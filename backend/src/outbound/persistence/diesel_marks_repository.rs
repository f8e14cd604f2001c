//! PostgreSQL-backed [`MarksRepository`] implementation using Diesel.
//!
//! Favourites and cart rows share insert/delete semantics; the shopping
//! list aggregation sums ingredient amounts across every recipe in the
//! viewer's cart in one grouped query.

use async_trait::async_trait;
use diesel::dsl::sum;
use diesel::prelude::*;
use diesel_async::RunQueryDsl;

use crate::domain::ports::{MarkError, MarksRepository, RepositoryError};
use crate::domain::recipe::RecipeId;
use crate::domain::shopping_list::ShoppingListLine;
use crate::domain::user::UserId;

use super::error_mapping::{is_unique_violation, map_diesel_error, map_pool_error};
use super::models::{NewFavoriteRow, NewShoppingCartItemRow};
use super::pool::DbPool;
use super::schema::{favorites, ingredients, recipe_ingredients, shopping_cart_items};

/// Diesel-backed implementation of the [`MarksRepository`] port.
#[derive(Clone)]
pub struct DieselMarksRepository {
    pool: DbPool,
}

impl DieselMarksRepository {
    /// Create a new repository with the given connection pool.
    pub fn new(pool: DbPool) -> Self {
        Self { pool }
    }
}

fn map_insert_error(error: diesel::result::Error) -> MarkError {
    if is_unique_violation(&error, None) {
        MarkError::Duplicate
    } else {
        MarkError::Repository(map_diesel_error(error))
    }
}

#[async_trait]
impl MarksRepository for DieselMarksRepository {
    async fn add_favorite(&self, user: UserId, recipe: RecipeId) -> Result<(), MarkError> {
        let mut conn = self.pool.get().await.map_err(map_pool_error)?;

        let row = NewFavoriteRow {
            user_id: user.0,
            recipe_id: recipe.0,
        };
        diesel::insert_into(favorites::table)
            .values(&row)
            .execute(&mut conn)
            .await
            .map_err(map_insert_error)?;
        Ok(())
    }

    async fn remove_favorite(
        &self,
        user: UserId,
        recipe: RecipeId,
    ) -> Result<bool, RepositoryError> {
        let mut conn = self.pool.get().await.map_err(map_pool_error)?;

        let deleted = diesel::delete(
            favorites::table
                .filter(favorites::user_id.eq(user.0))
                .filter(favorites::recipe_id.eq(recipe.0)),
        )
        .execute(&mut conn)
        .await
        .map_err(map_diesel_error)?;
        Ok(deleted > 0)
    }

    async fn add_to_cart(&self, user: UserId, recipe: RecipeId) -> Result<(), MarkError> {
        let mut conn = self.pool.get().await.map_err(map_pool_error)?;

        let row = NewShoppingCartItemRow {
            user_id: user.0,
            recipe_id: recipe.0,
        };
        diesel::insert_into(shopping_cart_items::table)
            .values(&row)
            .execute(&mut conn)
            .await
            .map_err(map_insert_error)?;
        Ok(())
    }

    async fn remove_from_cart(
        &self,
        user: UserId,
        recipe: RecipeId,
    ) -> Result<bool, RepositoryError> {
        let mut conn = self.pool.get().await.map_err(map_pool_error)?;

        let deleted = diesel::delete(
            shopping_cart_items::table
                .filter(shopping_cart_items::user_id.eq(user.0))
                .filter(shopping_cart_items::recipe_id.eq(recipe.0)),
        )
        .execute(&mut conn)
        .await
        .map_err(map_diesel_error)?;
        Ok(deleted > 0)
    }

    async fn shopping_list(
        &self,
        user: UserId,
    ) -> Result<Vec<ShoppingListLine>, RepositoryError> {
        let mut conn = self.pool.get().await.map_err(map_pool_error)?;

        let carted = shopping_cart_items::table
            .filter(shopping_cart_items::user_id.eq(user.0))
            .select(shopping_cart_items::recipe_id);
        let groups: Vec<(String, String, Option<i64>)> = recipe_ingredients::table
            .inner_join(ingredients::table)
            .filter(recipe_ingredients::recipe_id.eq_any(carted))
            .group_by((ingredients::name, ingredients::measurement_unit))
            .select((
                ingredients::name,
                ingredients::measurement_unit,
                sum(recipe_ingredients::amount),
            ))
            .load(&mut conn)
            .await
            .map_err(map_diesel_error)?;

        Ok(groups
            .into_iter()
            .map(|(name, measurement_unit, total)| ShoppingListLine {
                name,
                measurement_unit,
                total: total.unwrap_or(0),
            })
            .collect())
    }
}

TO DO: Lines from the entries that contain the word "table" are what the answer must hold.

SOLUTION FOR THIS EXERCISE:
        diesel::insert_into(favorites::table)
            favorites::table
        diesel::insert_into(shopping_cart_items::table)
            shopping_cart_items::table
        let carted = shopping_cart_items::table
        let groups: Vec<(String, String, Option<i64>)> = recipe_ingredients::table
            .inner_join(ingredients::table)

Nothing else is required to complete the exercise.